▶ Collected data entries:
****
//! The line tokenizer
//!
//! Each call scans one line left to right. At every position the rules of
//! the current state are tried in declaration order and the first match
//! wins. Input no rule consumes becomes a one-character span labelled with
//! the grammar's default token, so every line is covered without gaps and
//! the scan always advances.

use super::stack::StateStack;
use super::token::Token;
use super::TokenizeError;
use crate::config::compile_time::tokenizer::*;
use crate::grammar::{Grammar, StateId, Transition};
use crate::logging::codes;
use crate::utils::{Position, Span};
use crate::{log_debug, log_warning};

/// Tokens of one line and the stack the next line starts from
#[derive(Debug, Clone, PartialEq, Eq)]
pub struct LineTokens {
    pub tokens: Vec<Token>,
    pub end_state: StateStack,
}

/// Counters gathered while scanning a line
#[derive(Debug, Clone, Copy, Default, PartialEq, Eq)]
pub(crate) struct ScanStats {
    pub unmatched: usize,
    pub max_depth: usize,
}

/// Tokenize `line` starting from `stack`. Spans are numbered as line 1.
pub fn tokenize_line(
    grammar: &Grammar,
    stack: &StateStack,
    line: &str,
) -> Result<LineTokens, TokenizeError> {
    tokenize_line_at(grammar, stack, line, 1)
}

/// Tokenize `line` as document line `line_number` (1-based)
///
/// Every stack entry is checked against the grammar before scanning; an
/// unknown name fails the call without producing tokens. So does a push
/// that would take the stack past `MAX_STATE_STACK_DEPTH`.
pub fn tokenize_line_at(
    grammar: &Grammar,
    stack: &StateStack,
    line: &str,
    line_number: u32,
) -> Result<LineTokens, TokenizeError> {
    let mut frames = stack.resolve(grammar)?;
    let (tokens, _) = scan_line(grammar, &mut frames, line, line_number)?;

    Ok(LineTokens {
        tokens,
        end_state: StateStack::from_ids(grammar, &frames),
    })
}

/// Scan one line with an already resolved stack, updating it in place.
/// On error `frames` is left part way through the line and must be
/// discarded.
pub(crate) fn scan_line(
    grammar: &Grammar,
    frames: &mut Vec<StateId>,
    line: &str,
    line_number: u32,
) -> Result<(Vec<Token>, ScanStats), TokenizeError> {
    let mut stats = ScanStats {
        unmatched: 0,
        max_depth: frames.len(),
    };
    let mut position = Position::line_start(line_number);

    if line.len() > MAX_TOKENIZATION_LINE_LENGTH {
        log_warning!(code = codes::tokenizer::LINE_TOO_LONG,
            "Line exceeds tokenization limit; emitting one span",
            "line" => line_number,
            "length" => line.len(),
            "limit" => MAX_TOKENIZATION_LINE_LENGTH
        );
        let token = Token::new(Span::covering(position, line), grammar.default_token().clone());
        return Ok((vec![token], stats));
    }

    let log_unmatched = super::preferences().log_unmatched_input;
    let mut tokens = Vec::new();

    while position.offset < line.len() {
        let rest = &line[position.offset..];
        let state_id = frames.last().copied().unwrap_or(grammar.initial_state());
        let state = grammar.state(state_id);

        let matched = state.rules().iter().find_map(|rule| {
            rule.match_len(rest, position.offset == 0)
                .map(|len| (rule, len))
        });

        match matched {
            Some((rule, len)) if len > 0 => {
                let text = &rest[..len];
                let (kind, bracket) = grammar.classify(rule.action(), text);
                let span = Span::covering(position, text);
                tokens.push(Token::new(span, kind).with_bracket(bracket));
                position = span.end();

                apply_transition(grammar, frames, rule.transition())?;
                stats.max_depth = stats.max_depth.max(frames.len());
            }
            // No rule, or only an empty match: consume one character
            _ => {
                let Some(ch) = rest.chars().next() else {
                    break;
                };
                let end = position.advance(ch);
                tokens.push(Token::new(
                    Span::new(position, end),
                    grammar.default_token().clone(),
                ));
                stats.unmatched += 1;

                if log_unmatched {
                    log_debug!("Unmatched input",
                        "line" => line_number,
                        "column" => position.column,
                        "state" => state.name(),
                        "char" => ch.escape_debug()
                    );
                }
                position = end;
            }
        }
    }

    Ok((tokens, stats))
}

fn apply_transition(
    grammar: &Grammar,
    frames: &mut Vec<StateId>,
    transition: &Transition,
) -> Result<(), TokenizeError> {
    match transition {
        Transition::Stay => {}
        Transition::Push { target, name } => {
            if frames.len() >= MAX_STATE_STACK_DEPTH {
                log_debug!("State stack full; rejecting push",
                    "grammar" => grammar.name(),
                    "pushed" => name,
                    "limit" => MAX_STATE_STACK_DEPTH
                );
                return Err(TokenizeError::StackDepthExceeded {
                    state: name.to_string(),
                    limit: MAX_STATE_STACK_DEPTH,
                });
            }
            frames.push(*target);
        }
        Transition::Pop => {
            frames.pop();
        }
        Transition::PopAll => frames.clear(),
    }
    Ok(())
}
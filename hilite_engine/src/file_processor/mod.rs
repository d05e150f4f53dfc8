//! File processor module with compile-time limits and global logging integration

mod processor;

use crate::config::compile_time::file_processing::{
    LARGE_FILE_THRESHOLD, MAX_FILE_SIZE, MAX_LINE_COUNT,
};
use crate::config::runtime::FileProcessorPreferences;
use crate::log_debug;
use std::path::Path;

pub use processor::{FileMetadata, FileProcessingResult, FileProcessor, FileProcessorError};

/// Process a file with default settings
pub fn process_file<P: AsRef<Path>>(file_path: P) -> Result<FileProcessingResult, FileProcessorError> {
    processor::process_file(file_path)
}

/// Create a file processor from runtime preferences
pub fn create_processor(prefs: &FileProcessorPreferences) -> FileProcessor {
    FileProcessor::from_preferences(prefs)
}

pub fn should_halt_on_error(error: &FileProcessorError) -> bool {
    error.requires_halt()
}

pub fn get_error_code(error: &FileProcessorError) -> crate::logging::Code {
    error.error_code()
}

/// Size limit baked in at build time
pub fn get_max_file_size() -> u64 {
    MAX_FILE_SIZE
}

pub fn get_large_file_threshold() -> u64 {
    LARGE_FILE_THRESHOLD
}

/// Check that every file processor code is registered
pub fn init_file_processor_logging() -> Result<(), String> {
    use crate::logging::codes;

    let file_codes = [
        codes::file_processing::FILE_NOT_FOUND,
        codes::file_processing::NOT_A_FILE,
        codes::file_processing::FILE_TOO_LARGE,
        codes::file_processing::TOO_MANY_LINES,
        codes::file_processing::PERMISSION_DENIED,
        codes::file_processing::INVALID_ENCODING,
        codes::file_processing::IO_ERROR,
    ];

    for code in &file_codes {
        if codes::get_error_metadata(code.as_str()).is_none() {
            return Err(format!(
                "File processor code {} not found in metadata registry",
                code.as_str()
            ));
        }
    }

    log_debug!("File processor limits loaded",
        "max_file_size" => MAX_FILE_SIZE,
        "large_file_threshold" => LARGE_FILE_THRESHOLD,
        "max_line_count" => MAX_LINE_COUNT
    );

    Ok(())
}

#[cfg(test)]
mod tests {
    use super::*;
    use std::fs;
    use tempfile::tempdir;

    #[test]
    fn test_module_api() {
        let dir = tempdir().unwrap();
        let file_path = dir.path().join("hello.asm");
        fs::write(&file_path, "HELLO    CSECT\n         END\n").unwrap();

        let result = process_file(&file_path).unwrap();
        assert_eq!(result.metadata.line_count, 2);
        assert_eq!(result.metadata.extension.as_deref(), Some("asm"));
    }

    #[test]
    fn test_create_processor() {
        let processor = create_processor(&FileProcessorPreferences {
            enable_performance_logging: true,
            warn_on_large_files: false,
        });
        assert!(processor.enable_performance_logging);
        assert!(!processor.warn_on_large_files);
        assert_eq!(FileProcessor::max_file_size(), get_max_file_size());
    }

    #[test]
    fn test_error_helpers() {
        let error = FileProcessorError::InvalidEncoding {
            path: "job.jcl".to_string(),
        };

        assert!(should_halt_on_error(&error));
        assert_eq!(get_error_code(&error).as_str(), "E010");
    }

    #[test]
    fn test_limits_are_consistent() {
        assert!(get_large_file_threshold() > 0);
        assert!(get_large_file_threshold() <= get_max_file_size());
    }

    #[test]
    fn test_init_logging() {
        assert!(init_file_processor_logging().is_ok());
    }
}
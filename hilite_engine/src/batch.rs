//! Batch tokenization of source directories
//!
//! Documents are independent, so they are spread over worker threads that
//! share one compiled grammar. Each document is still tokenized line by line
//! on a single thread.

use crate::config::compile_time::batch_processing::{MAX_FILES_PER_BATCH, MAX_WORKER_THREADS};
use crate::file_processor::{FileProcessor, FileProcessorError};
use crate::grammar::Grammar;
use crate::logging::{self, codes};
use crate::tokenizer::{tokenize_file_result, TokenizeError};
use std::fs;
use std::path::{Path, PathBuf};
use std::sync::{Arc, Mutex};
use std::thread;
use std::time::{Duration, Instant};

#[derive(Debug, Clone)]
pub struct BatchConfig {
    pub max_threads: usize,
    pub recursive: bool,
    /// Lowercase extensions without the dot; empty accepts every file
    pub extensions: Vec<String>,
    pub max_files: Option<usize>,
    pub progress_reporting: bool,
    pub fail_fast: bool,
}

impl Default for BatchConfig {
    fn default() -> Self {
        Self {
            max_threads: thread::available_parallelism()
                .map(|n| n.get().min(8))
                .unwrap_or(4),
            recursive: true,
            extensions: Vec::new(),
            max_files: None,
            progress_reporting: true,
            fail_fast: false,
        }
    }
}

impl BatchConfig {
    pub fn with_extension(mut self, extension: &str) -> Self {
        self.extensions
            .push(extension.trim_start_matches('.').to_lowercase());
        self
    }

    fn worker_threads(&self) -> usize {
        self.max_threads.clamp(1, MAX_WORKER_THREADS)
    }

    fn accepts(&self, path: &Path) -> bool {
        if self.extensions.is_empty() {
            return true;
        }
        path.extension()
            .and_then(|ext| ext.to_str())
            .map(|ext| self.extensions.iter().any(|e| ext.eq_ignore_ascii_case(e)))
            .unwrap_or(false)
    }
}

/// Token counts for one tokenized file
#[derive(Debug, Clone, PartialEq, Eq, serde::Serialize)]
pub struct FileTokenStats {
    pub lines: usize,
    pub tokens: usize,
    /// Spans carrying the grammar's default token
    pub unmatched: usize,
    pub size_bytes: u64,
    /// Whether the last line ended back in the initial state
    pub ends_in_initial_state: bool,
}

#[derive(Debug)]
pub struct BatchResults {
    pub successful_files: Vec<(PathBuf, FileTokenStats)>,
    pub failed_files: Vec<(PathBuf, FileTokenizeError)>,
    pub processing_duration: Duration,
    pub files_processed: usize,
    pub files_discovered: usize,
}

impl BatchResults {
    pub fn new() -> Self {
        Self {
            successful_files: Vec::new(),
            failed_files: Vec::new(),
            processing_duration: Duration::new(0, 0),
            files_processed: 0,
            files_discovered: 0,
        }
    }

    pub fn success_count(&self) -> usize {
        self.successful_files.len()
    }

    pub fn failure_count(&self) -> usize {
        self.failed_files.len()
    }

    pub fn success_rate(&self) -> f64 {
        if self.files_processed == 0 {
            0.0
        } else {
            self.successful_files.len() as f64 / self.files_processed as f64
        }
    }

    pub fn total_tokens(&self) -> usize {
        self.successful_files.iter().map(|(_, s)| s.tokens).sum()
    }

    pub fn total_unmatched(&self) -> usize {
        self.successful_files.iter().map(|(_, s)| s.unmatched).sum()
    }

    pub fn add_success(&mut self, file_path: PathBuf, stats: FileTokenStats) {
        self.successful_files.push((file_path, stats));
        self.files_processed += 1;
    }

    pub fn add_failure(&mut self, file_path: PathBuf, error: FileTokenizeError) {
        self.failed_files.push((file_path, error));
        self.files_processed += 1;
    }

    pub fn merge(&mut self, other: BatchResults) {
        self.successful_files.extend(other.successful_files);
        self.failed_files.extend(other.failed_files);
        self.files_processed += other.files_processed;
    }

    /// Order results by path so output does not depend on thread scheduling
    fn sort(&mut self) {
        self.successful_files.sort_by(|a, b| a.0.cmp(&b.0));
        self.failed_files.sort_by(|a, b| a.0.cmp(&b.0));
    }

    pub fn summary(&self) -> String {
        format!(
            "Batch tokenization completed: {} files processed, {} successful ({:.1}%), {} failed, {} tokens ({} unmatched), {:.2}s total",
            self.files_processed,
            self.success_count(),
            self.success_rate() * 100.0,
            self.failure_count(),
            self.total_tokens(),
            self.total_unmatched(),
            self.processing_duration.as_secs_f64()
        )
    }
}

impl Default for BatchResults {
    fn default() -> Self {
        Self::new()
    }
}

/// Why a single file in a batch produced no tokens
#[derive(Debug, Clone, thiserror::Error)]
pub enum FileTokenizeError {
    #[error(transparent)]
    File(#[from] FileProcessorError),

    #[error(transparent)]
    Tokenize(#[from] TokenizeError),
}

impl FileTokenizeError {
    pub fn error_code(&self) -> crate::logging::Code {
        match self {
            FileTokenizeError::File(error) => error.error_code(),
            FileTokenizeError::Tokenize(error) => error.error_code(),
        }
    }
}

#[derive(Debug, thiserror::Error)]
pub enum BatchError {
    #[error("Directory not found: {path}")]
    DirectoryNotFound { path: String },

    #[error("No matching files found in directory: {path}")]
    NoFilesFound { path: String },

    #[error("Worker thread failed: {message}")]
    ThreadFailure { message: String },

    #[error("Too many files found: {count} (max: {max})")]
    TooManyFiles { count: usize, max: usize },

    #[error("I/O error during directory traversal: {error}")]
    IoError { error: String },
}

impl BatchError {
    pub fn error_code(&self) -> crate::logging::Code {
        match self {
            BatchError::DirectoryNotFound { .. } => codes::batch::DIRECTORY_NOT_FOUND,
            BatchError::NoFilesFound { .. } => codes::batch::NO_FILES_FOUND,
            BatchError::ThreadFailure { .. } => codes::batch::THREAD_FAILURE,
            BatchError::TooManyFiles { .. } => codes::batch::TOO_MANY_FILES,
            BatchError::IoError { .. } => codes::file_processing::IO_ERROR,
        }
    }
}
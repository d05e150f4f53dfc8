//! Grammars shipped with the engine, compiled on first use

use super::compiled::Grammar;
use super::GrammarError;
use std::sync::{Arc, OnceLock};

const HLASM_SOURCE: &str = include_str!("../../grammars/hlasm.toml");
const JCL_SOURCE: &str = include_str!("../../grammars/jcl.toml");

static HLASM: OnceLock<Arc<Grammar>> = OnceLock::new();
static JCL: OnceLock<Arc<Grammar>> = OnceLock::new();

/// Built-in language names with their accepted aliases
pub const BUILTIN_LANGUAGES: &[(&str, &[&str])] = &[
    ("hlasm", &["assembly", "hlsm"]),
    ("jcl", &[]),
];

/// TOML source of a built-in grammar
pub fn builtin_source(name: &str) -> Option<&'static str> {
    match canonical_name(name)? {
        "hlasm" => Some(HLASM_SOURCE),
        "jcl" => Some(JCL_SOURCE),
        _ => None,
    }
}

/// Resolve a language name or alias, ignoring case
pub fn canonical_name(name: &str) -> Option<&'static str> {
    let name = name.to_ascii_lowercase();
    BUILTIN_LANGUAGES
        .iter()
        .find(|(canonical, aliases)| *canonical == name || aliases.contains(&name.as_str()))
        .map(|(canonical, _)| *canonical)
}

pub fn builtin(name: &str) -> Result<Arc<Grammar>, GrammarError> {
    match canonical_name(name) {
        Some("hlasm") => hlasm(),
        Some("jcl") => jcl(),
        _ => Err(GrammarError::UnknownLanguage {
            name: name.to_string(),
        }),
    }
}

pub fn hlasm() -> Result<Arc<Grammar>, GrammarError> {
    cached(&HLASM, HLASM_SOURCE)
}

pub fn jcl() -> Result<Arc<Grammar>, GrammarError> {
    cached(&JCL, JCL_SOURCE)
}

fn cached(cell: &OnceLock<Arc<Grammar>>, source: &str) -> Result<Arc<Grammar>, GrammarError> {
    if let Some(grammar) = cell.get() {
        return Ok(Arc::clone(grammar));
    }
    let grammar = Arc::new(Grammar::from_toml_str(source)?);
    Ok(Arc::clone(cell.get_or_init(|| grammar)))
}

#[cfg(test)]
mod tests {
    use super::*;
    use assert_matches::assert_matches;

    #[test]
    fn test_builtins_compile() {
        let hlasm = hlasm().unwrap();
        assert_eq!(hlasm.name(), "hlasm");
        assert_eq!(hlasm.default_token().as_str(), "source");
        assert!(hlasm.ignore_case());
        assert_eq!(hlasm.state_count(), 6);

        let jcl = jcl().unwrap();
        assert_eq!(jcl.name(), "jcl");
        assert_eq!(jcl.default_token().as_str(), "default");
        assert_eq!(jcl.brackets().len(), 1);
        assert_eq!(jcl.state_count(), 9);
    }

    #[test]
    fn test_builtins_are_cached() {
        let first = builtin("jcl").unwrap();
        let second = builtin("JCL").unwrap();
        assert!(Arc::ptr_eq(&first, &second));
    }

    #[test]
    fn test_aliases_resolve() {
        assert_eq!(canonical_name("ASSEMBLY"), Some("hlasm"));
        assert_eq!(canonical_name("hlsm"), Some("hlasm"));
        assert_eq!(canonical_name("cobol"), None);
        assert!(builtin_source("Hlasm").is_some());
    }

    #[test]
    fn test_unknown_language() {
        assert_matches!(
            builtin("rexx"),
            Err(GrammarError::UnknownLanguage { name }) if name == "rexx"
        );
    }

    #[test]
    fn test_hlasm_comment_state_is_unreachable() {
        let hlasm = hlasm().unwrap();
        let unreachable: Vec<&str> = hlasm
            .unreachable_states()
            .iter()
            .map(|s| s.as_ref())
            .collect();
        assert_eq!(unreachable, vec!["comment"]);
        assert!(jcl().unwrap().unreachable_states().is_empty());
    }
}
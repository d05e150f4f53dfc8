//! Logging limits and preferences
//!
//! Limits are fixed at build time; preferences are read from `HILITE_LOGGING_*`
//! environment variables the first time any of them is needed.

use super::events::LogLevel;
use crate::config::compile_time::logging::*;
use crate::config::runtime::LoggingPreferences;
use std::sync::OnceLock;

static PREFERENCES: OnceLock<LoggingPreferences> = OnceLock::new();

fn preferences() -> &'static LoggingPreferences {
    PREFERENCES.get_or_init(LoggingPreferences::default)
}

pub fn min_log_level() -> LogLevel {
    preferences().min_log_level.to_events_log_level()
}

/// Whether `log_debug!` should build its event at all
pub fn debug_enabled() -> bool {
    min_log_level() >= LogLevel::Debug
}

pub fn use_structured_logging() -> bool {
    preferences().use_structured_logging
}

pub fn use_console_logging() -> bool {
    preferences().enable_console_logging
}

pub fn log_performance_events() -> bool {
    preferences().log_performance_events
}

pub fn use_cargo_style_output() -> bool {
    preferences().enable_cargo_style_output
}

pub fn include_file_context() -> bool {
    preferences().include_file_context
}

pub fn max_log_message_length() -> usize {
    MAX_LOG_MESSAGE_LENGTH
}

/// Reject build profiles whose logging limits contradict each other
pub fn validate_config() -> Result<(), String> {
    if !(100..=100_000).contains(&LOG_BUFFER_SIZE) {
        return Err(format!(
            "log buffer size {} outside 100..=100000",
            LOG_BUFFER_SIZE
        ));
    }
    if MAX_LOG_EVENTS_PER_FILE > LOG_BUFFER_SIZE {
        return Err(format!(
            "per-file event limit {} exceeds log buffer size {}",
            MAX_LOG_EVENTS_PER_FILE, LOG_BUFFER_SIZE
        ));
    }
    if MAX_LOG_MESSAGE_LENGTH < 80 {
        return Err(format!(
            "message length limit {} is below 80",
            MAX_LOG_MESSAGE_LENGTH
        ));
    }
    Ok(())
}

#[cfg(test)]
mod tests {
    use super::*;

    #[test]
    fn test_build_limits_are_consistent() {
        assert!(validate_config().is_ok());
        assert!(max_log_message_length() >= 80);
    }

    #[test]
    fn test_debug_gate_follows_min_level() {
        assert_eq!(debug_enabled(), min_log_level() == LogLevel::Debug);
    }
}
****
▶ YOUR TASK: The answer is the line containing "assert_eq!(debug_enabled(), min_log_level() == LogLevel::Debug);" together with every line after it in the records, repeated exactly and with nothing else.

▶ ANSWER AREA:
        assert_eq!(debug_enabled(), min_log_level() == LogLevel::Debug);
    }
}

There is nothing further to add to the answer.